Stable homotopy groups

[fredrik-bakke]

Building on #834, a next goal is to define stable homotopy groups. Some intermediate steps include

• Define colimits of sequential diagrams of pointed types
• Prove the Freudenthal Suspension theorem
• Define the stable homotopy groups as colimits of sequential diagrams of pointed types
• Prove that the stable homotopy groups are attained at finite indices of these sequential diagrams using the Freudenthal Suspension theorem
• Define the homotopy groups of prespectra
• Show that the stable homotopy groups agree with the homotopy groups of the sphere prespectrum in non-negative degrees

References

• Homotopy Type Theory – Univalent Foundations of Mathematics, chapter 8

[djspacewhale]

This is a hacky approach and maybe a direct colimit definition would be more tractable (I'm working on homotopy groups currently...), but stable homotopy groups do form a generalized homology theory and we already have smash products and the sphere prespectrum. Is the genuine sphere spectrum tractable from this? Doesn't look like we have the spectrification functor defined, but I'm relatively new to stable homotopy stuff and don't know if the sphere spectrum is independently definable except as "the spectrification of the sphere prespectrum" or "the free infinite loop space on a point".

[fredrik-bakke]

This is a hacky approach and maybe a direct colimit definition would be more tractable (I'm working on homotopy groups currently...),

Nice! @EgbertRijke has done some initial work on homotopy groups in an unmerged branch here: #836. Keep in mind that it is very desirable to have good infrastructure and good definitions for the basic concepts relating to homotopy theory, so that it can be built upon with minimal friction.
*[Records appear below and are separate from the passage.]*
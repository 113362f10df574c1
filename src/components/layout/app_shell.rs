//! Shared layout wrapper with navigation, content container, and footer. It
//! centralizes header markup and the mobile menu toggle so routes can focus on
//! their forms. Navigation remains client-side; the backend must enforce
//! access control.

use crate::{
    app_lib::{GIT_COMMIT_HASH, paths},
    features::auth::state::use_auth,
};
use leptos::{ev::MouseEvent, prelude::*};
use leptos_router::{components::A, hooks::use_location};

const NAV_LINK_CLASS: &str = "block py-2 px-3 text-gray-900 rounded hover:bg-gray-100 md:hover:bg-transparent md:border-0 md:hover:text-blue-700 md:p-0 dark:text-white md:dark:hover:text-blue-500 dark:hover:bg-gray-700 dark:hover:text-white md:dark:hover:bg-transparent";

/// Wraps routes with a header, main content container, and footer.
#[component]
pub fn AppShell(children: Children) -> impl IntoView {
    let (menu_open, set_menu_open) = signal(false);
    let toggle_menu = move |_| {
        set_menu_open.update(|open| *open = !*open);
    };
    let close_menu = move |_: MouseEvent| set_menu_open.set(false);
    let auth = use_auth();
    let is_authenticated = auth.is_authenticated;
    let location = use_location();
    let on_login = move || location.pathname.get() == paths::LOGIN;

    view! {
        <div class="min-h-screen flex flex-col">
            <header class="border-b border-gray-200 dark:bg-gray-900">
                <div class="max-w-screen-xl flex flex-wrap items-center justify-between mx-auto p-4">
                    <A
                        href=paths::HOME
                        {..}
                        class="flex items-center space-x-3 rtl:space-x-reverse"
                        on:click=close_menu
                    >
                        <span class="material-symbols-outlined text-blue-700">"school"</span>
                        <span class="font-semibold whitespace-nowrap dark:text-white">
                            "Alumni Directory"
                        </span>
                    </A>
                    <button
                        type="button"
                        class="inline-flex items-center p-2 w-10 h-10 justify-center text-sm text-gray-500 rounded-lg md:hidden hover:bg-gray-100 focus:outline-none focus:ring-2 focus:ring-gray-200 dark:text-gray-400 dark:hover:bg-gray-700 dark:focus:ring-gray-600"
                        aria-controls="navbar-default"
                        aria-expanded=move || menu_open.get().to_string()
                        on:click=toggle_menu
                    >
                        <span class="sr-only">"Open main menu"</span>
                        <span class="material-symbols-outlined">"menu"</span>
                    </button>
                    <div
                        id="navbar-default"
                        class="w-full md:block md:w-auto"
                        class:hidden=move || !menu_open.get()
                    >
                        <ul class="font-medium flex flex-col p-4 md:p-0 mt-4 border border-gray-100 rounded-lg bg-gray-50 md:flex-row md:space-x-8 rtl:space-x-reverse md:mt-0 md:border-0 md:bg-white dark:bg-gray-800 md:dark:bg-gray-900 dark:border-gray-700">
                            <Show
                                when=move || is_authenticated.get()
                                fallback=move || {
                                    view! {
                                        <li>
                                            <Show
                                                when=on_login
                                                fallback=move || {
                                                    view! {
                                                        <A href=paths::LOGIN {..} class=NAV_LINK_CLASS on:click=close_menu>
                                                            "Sign In"
                                                        </A>
                                                    }
                                                }
                                            >
                                                <A href=paths::REGISTER {..} class=NAV_LINK_CLASS on:click=close_menu>
                                                    "Register"
                                                </A>
                                            </Show>
                                        </li>
                                    }
                                }
                            >
                                <li>
                                    <A href=paths::PROFILE {..} class=NAV_LINK_CLASS on:click=close_menu>
                                        "Profile"
                                    </A>
                                </li>
                                <li>
                                    <button
                                        type="button"
                                        class=NAV_LINK_CLASS
                                        on:click=move |_| {
                                            auth.clear_session();
                                            set_menu_open.set(false);
                                        }
                                    >
                                        "Sign Out"
                                    </button>
                                </li>
                            </Show>
                        </ul>
                    </div>
                </div>
            </header>
            <main class="flex-1">
                <div class="container mx-auto p-4 mt-6">
                    {children()}
                </div>
            </main>
            <footer class="border-t border-gray-200 py-4 text-center text-xs text-gray-400">
                {format!("Build {GIT_COMMIT_HASH}")}
            </footer>
        </div>
    }
}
but stable homotopy groups do form a generalized homology theory and we already have smash products and the sphere _pre_spectrum. Is the genuine sphere spectrum tractable from this? Doesn't look like we have the spectrification functor defined, but I'm relatively new to stable homotopy stuff and don't know if the sphere spectrum is independently definable except as "the spectrification of the sphere prespectrum" or "the free infinite loop space on a point".

Indeed, I would anticipate that this is one potential way to do it. However, spectrification is a complicated construction, and it is unclear to me whether it lets itself formalize (easily). Attempts at formalizing it are most welcome!

In case it is of help in your review of the field, here are some references on stable homotopy theory in HoTT:

1. Synthetic cohomology theory in homotopy type theory by Evan Cavallo, PhD thesis. This resource introduces some fundamentals of spectra and cohomology theories in HoTT.
2. Higher groups in homotopy type theory by Buchholtz, van Doorn and Rijke. This resource considers infinitely deloopable spaces among other things.
3. Synthetic homology theory in homotopy type theory by Robert Graham. This resource uses stable homotopy groups to define homology.
4. Eilenberg–Maclane spaces and stabilisation in homotopy type theory by David Wärn. I am unsure of the relevance of this resource, but perhaps it is useful to have a look at.
5. A bunched homotopy type theory for synthetic stable homotopy theory by Mitchell Riley, PhD thesis. This resource explores an extension of HoTT where parametrized spectra are basic objects. Perhaps it gives some pointers to what can and cannot be done (or is exceedingly hard) with spectra in basic HoTT.